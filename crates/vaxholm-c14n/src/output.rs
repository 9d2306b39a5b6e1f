#![forbid(unsafe_code)]

//! Byte-level output for canonical XML: escaping rules, namespace
//! declaration ordering and attribute ordering.
//!
//! Escaping follows Canonical XML:
//! - text: `&` `<` `>` and `\r`
//! - attribute values: `&` `<` `"` plus `\t` `\n` `\r` as character references
//! - PI data: `\r`

use std::cmp::Ordering;

/// Append text node content, escaped.
pub fn push_text(out: &mut Vec<u8>, s: &str) {
    for ch in s.chars() {
        match ch {
            '&' => out.extend_from_slice(b"&amp;"),
            '<' => out.extend_from_slice(b"&lt;"),
            '>' => out.extend_from_slice(b"&gt;"),
            '\r' => out.extend_from_slice(b"&#xD;"),
            _ => push_char(out, ch),
        }
    }
}

/// Append an attribute value, escaped.
pub fn push_attr_value(out: &mut Vec<u8>, s: &str) {
    for ch in s.chars() {
        match ch {
            '&' => out.extend_from_slice(b"&amp;"),
            '<' => out.extend_from_slice(b"&lt;"),
            '"' => out.extend_from_slice(b"&quot;"),
            '\t' => out.extend_from_slice(b"&#x9;"),
            '\n' => out.extend_from_slice(b"&#xA;"),
            '\r' => out.extend_from_slice(b"&#xD;"),
            _ => push_char(out, ch),
        }
    }
}

/// Append processing-instruction data, escaped.
pub fn push_pi_data(out: &mut Vec<u8>, s: &str) {
    for ch in s.chars() {
        if ch == '\r' {
            out.extend_from_slice(b"&#xD;");
        } else {
            push_char(out, ch);
        }
    }
}

fn push_char(out: &mut Vec<u8>, ch: char) {
    let mut buf = [0u8; 4];
    out.extend_from_slice(ch.encode_utf8(&mut buf).as_bytes());
}

/// A namespace declaration to be written on a start tag.
#[derive(Debug, Clone, PartialEq, Eq)]
pub struct NsDecl {
    /// The prefix ("" for default namespace).
    pub prefix: String,
    /// The namespace URI ("" undeclares the default namespace).
    pub uri: String,
}

impl NsDecl {
    pub fn write_to(&self, out: &mut Vec<u8>) {
        if self.prefix.is_empty() {
            out.extend_from_slice(b" xmlns=\"");
        } else {
            out.extend_from_slice(b" xmlns:");
            out.extend_from_slice(self.prefix.as_bytes());
            out.extend_from_slice(b"=\"");
        }
        push_attr_value(out, &self.uri);
        out.push(b'"');
    }
}

impl Ord for NsDecl {
    fn cmp(&self, other: &Self) -> Ordering {
        // The empty prefix sorts before every other prefix already.
        self.prefix.cmp(&other.prefix)
    }
}

impl PartialOrd for NsDecl {
    fn partial_cmp(&self, other: &Self) -> Option<Ordering> {
        Some(self.cmp(other))
    }
}

/// An attribute to be written on a start tag.
#[derive(Debug, Clone, PartialEq, Eq)]
pub struct Attr {
    /// The namespace URI of the attribute ("" for no namespace).
    pub ns_uri: String,
    pub local_name: String,
    /// The name as written (`prefix:local` or `local`).
    pub qualified_name: String,
    pub value: String,
}

impl Attr {
    pub fn write_to(&self, out: &mut Vec<u8>) {
        out.push(b' ');
        out.extend_from_slice(self.qualified_name.as_bytes());
        out.extend_from_slice(b"=\"");
        push_attr_value(out, &self.value);
        out.push(b'"');
    }
}

impl Ord for Attr {
    fn cmp(&self, other: &Self) -> Ordering {
        // Un-namespaced attributes first, then by (namespace URI, local name).
        (!self.ns_uri.is_empty(), &self.ns_uri, &self.local_name).cmp(&(
            !other.ns_uri.is_empty(),
            &other.ns_uri,
            &other.local_name,
        ))
    }
}

impl PartialOrd for Attr {
    fn partial_cmp(&self, other: &Self) -> Option<Ordering> {
        Some(self.cmp(other))
    }
}

#[cfg(test)]
mod tests {
    use super::*;

    fn text(s: &str) -> String {
        let mut out = Vec::new();
        push_text(&mut out, s);
        String::from_utf8(out).unwrap()
    }

    fn attr_value(s: &str) -> String {
        let mut out = Vec::new();
        push_attr_value(&mut out, s);
        String::from_utf8(out).unwrap()
    }

    #[test]
    fn test_escape_text() {
        assert_eq!(text("hëllo"), "hëllo");
        assert_eq!(text("a&b<c>d"), "a&amp;b&lt;c&gt;d");
        assert_eq!(text("line\rend"), "line&#xD;end");
    }

    #[test]
    fn test_escape_attr() {
        assert_eq!(attr_value("a&b\"c>"), "a&amp;b&quot;c>");
        assert_eq!(attr_value("a\tb\nc\rd"), "a&#x9;b&#xA;c&#xD;d");
    }

    #[test]
    fn test_attribute_order() {
        let mk = |ns: &str, local: &str| Attr {
            ns_uri: ns.into(),
            local_name: local.into(),
            qualified_name: local.into(),
            value: String::new(),
        };
        let mut attrs = vec![mk("urn:b", "a"), mk("", "z"), mk("urn:a", "z"), mk("", "b")];
        attrs.sort();
        let order: Vec<_> = attrs.iter().map(|a| (a.ns_uri.as_str(), a.local_name.as_str())).collect();
        assert_eq!(order, vec![("", "b"), ("", "z"), ("urn:a", "z"), ("urn:b", "a")]);
    }
}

> _WHAT IS EXPECTED_
Reproduce each record shown above without altering a single word.

> _RESULT FOR THIS EXERCISE_
filename crates/vaxholm-c14n/src/output.rs
repository 9d2306b39a5b6e1f
#![forbid(unsafe_code)]

//! Byte-level output for canonical XML: escaping rules, namespace
//! declaration ordering and attribute ordering.
//!
//! Escaping follows Canonical XML:
//! - text: `&` `<` `>` and `\r`
//! - attribute values: `&` `<` `"` plus `\t` `\n` `\r` as character references
//! - PI data: `\r`

use std::cmp::Ordering;

/// Append text node content, escaped.
pub fn push_text(out: &mut Vec<u8>, s: &str) {
    for ch in s.chars() {
        match ch {
            '&' => out.extend_from_slice(b"&amp;"),
            '<' => out.extend_from_slice(b"&lt;"),
            '>' => out.extend_from_slice(b"&gt;"),
            '\r' => out.extend_from_slice(b"&#xD;"),
            _ => push_char(out, ch),
        }
    }
}

/// Append an attribute value, escaped.
pub fn push_attr_value(out: &mut Vec<u8>, s: &str) {
    for ch in s.chars() {
        match ch {
            '&' => out.extend_from_slice(b"&amp;"),
            '<' => out.extend_from_slice(b"&lt;"),
            '"' => out.extend_from_slice(b"&quot;"),
            '\t' => out.extend_from_slice(b"&#x9;"),
            '\n' => out.extend_from_slice(b"&#xA;"),
            '\r' => out.extend_from_slice(b"&#xD;"),
            _ => push_char(out, ch),
        }
    }
}

/// Append processing-instruction data, escaped.
pub fn push_pi_data(out: &mut Vec<u8>, s: &str) {
    for ch in s.chars() {
        if ch == '\r' {
            out.extend_from_slice(b"&#xD;");
        } else {
            push_char(out, ch);
        }
    }
}

fn push_char(out: &mut Vec<u8>, ch: char) {
    let mut buf = [0u8; 4];
    out.extend_from_slice(ch.encode_utf8(&mut buf).as_bytes());
}

/// A namespace declaration to be written on a start tag.
#[derive(Debug, Clone, PartialEq, Eq)]
pub struct NsDecl {
    /// The prefix ("" for default namespace).
    pub prefix: String,
    /// The namespace URI ("" undeclares the default namespace).
    pub uri: String,
}

impl NsDecl {
    pub fn write_to(&self, out: &mut Vec<u8>) {
        if self.prefix.is_empty() {
            out.extend_from_slice(b" xmlns=\"");
        } else {
            out.extend_from_slice(b" xmlns:");
            out.extend_from_slice(self.prefix.as_bytes());
            out.extend_from_slice(b"=\"");
        }
        push_attr_value(out, &self.uri);
        out.push(b'"');
    }
}

impl Ord for NsDecl {
    fn cmp(&self, other: &Self) -> Ordering {
        // The empty prefix sorts before every other prefix already.
        self.prefix.cmp(&other.prefix)
    }
}

impl PartialOrd for NsDecl {
    fn partial_cmp(&self, other: &Self) -> Option<Ordering> {
        Some(self.cmp(other))
    }
}

/// An attribute to be written on a start tag.
#[derive(Debug, Clone, PartialEq, Eq)]
pub struct Attr {
    /// The namespace URI of the attribute ("" for no namespace).
    pub ns_uri: String,
    pub local_name: String,
    /// The name as written (`prefix:local` or `local`).
    pub qualified_name: String,
    pub value: String,
}

impl Attr {
    pub fn write_to(&self, out: &mut Vec<u8>) {
        out.push(b' ');
        out.extend_from_slice(self.qualified_name.as_bytes());
        out.extend_from_slice(b"=\"");
        push_attr_value(out, &self.value);
        out.push(b'"');
    }
}

impl Ord for Attr {
    fn cmp(&self, other: &Self) -> Ordering {
        // Un-namespaced attributes first, then by (namespace URI, local name).
        (!self.ns_uri.is_empty(), &self.ns_uri, &self.local_name).cmp(&(
            !other.ns_uri.is_empty(),
            &other.ns_uri,
            &other.local_name,
        ))
    }
}

impl PartialOrd for Attr {
    fn partial_cmp(&self, other: &Self) -> Option<Ordering> {
        Some(self.cmp(other))
    }
}

#[cfg(test)]
mod tests {
    use super::*;

    fn text(s: &str) -> String {
        let mut out = Vec::new();
        push_text(&mut out, s);
        String::from_utf8(out).unwrap()
    }

    fn attr_value(s: &str) -> String {
        let mut out = Vec::new();
        push_attr_value(&mut out, s);
        String::from_utf8(out).unwrap()
    }

    #[test]
    fn test_escape_text() {
        assert_eq!(text("hëllo"), "hëllo");
        assert_eq!(text("a&b<c>d"), "a&amp;b&lt;c&gt;d");
        assert_eq!(text("line\rend"), "line&#xD;end");
    }

    #[test]
    fn test_escape_attr() {
        assert_eq!(attr_value("a&b\"c>"), "a&amp;b&quot;c>");
        assert_eq!(attr_value("a\tb\nc\rd"), "a&#x9;b&#xA;c&#xD;d");
    }

    #[test]
    fn test_attribute_order() {
        let mk = |ns: &str, local: &str| Attr {
            ns_uri: ns.into(),
            local_name: local.into(),
            qualified_name: local.into(),
            value: String::new(),
        };
        let mut attrs = vec![mk("urn:b", "a"), mk("", "z"), mk("urn:a", "z"), mk("", "b")];
        attrs.sort();
        let order: Vec<_> = attrs.iter().map(|a| (a.ns_uri.as_str(), a.local_name.as_str())).collect();
        assert_eq!(order, vec![("", "b"), ("", "z"), ("urn:a", "z"), ("urn:b", "a")]);
    }
}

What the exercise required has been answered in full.